- [Data excerpts]
= = =

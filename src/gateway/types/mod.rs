//! Gateway boundary types
//!
//! - [`ApiResponse<T>`]: unified `{code, msg, data}` envelope
//! - [`ApiError`] / [`ApiResult`]: handler error plumbing
//! - [`ValidatedJson`]: JSON body extractor with client-safe rejections

pub mod error;
pub mod json;
pub mod response;

pub use error::{ApiError, ApiResult, created, ok};
pub use json::ValidatedJson;
pub use response::{ApiResponse, error_codes};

= = =

- [What the task asks]
Go through the records above and return each line in which the word "ApiError" occurs.

- [Reply]
//! - [`ApiError`] / [`ApiResult`]: handler error plumbing
pub use error::{ApiError, ApiResult, created, ok};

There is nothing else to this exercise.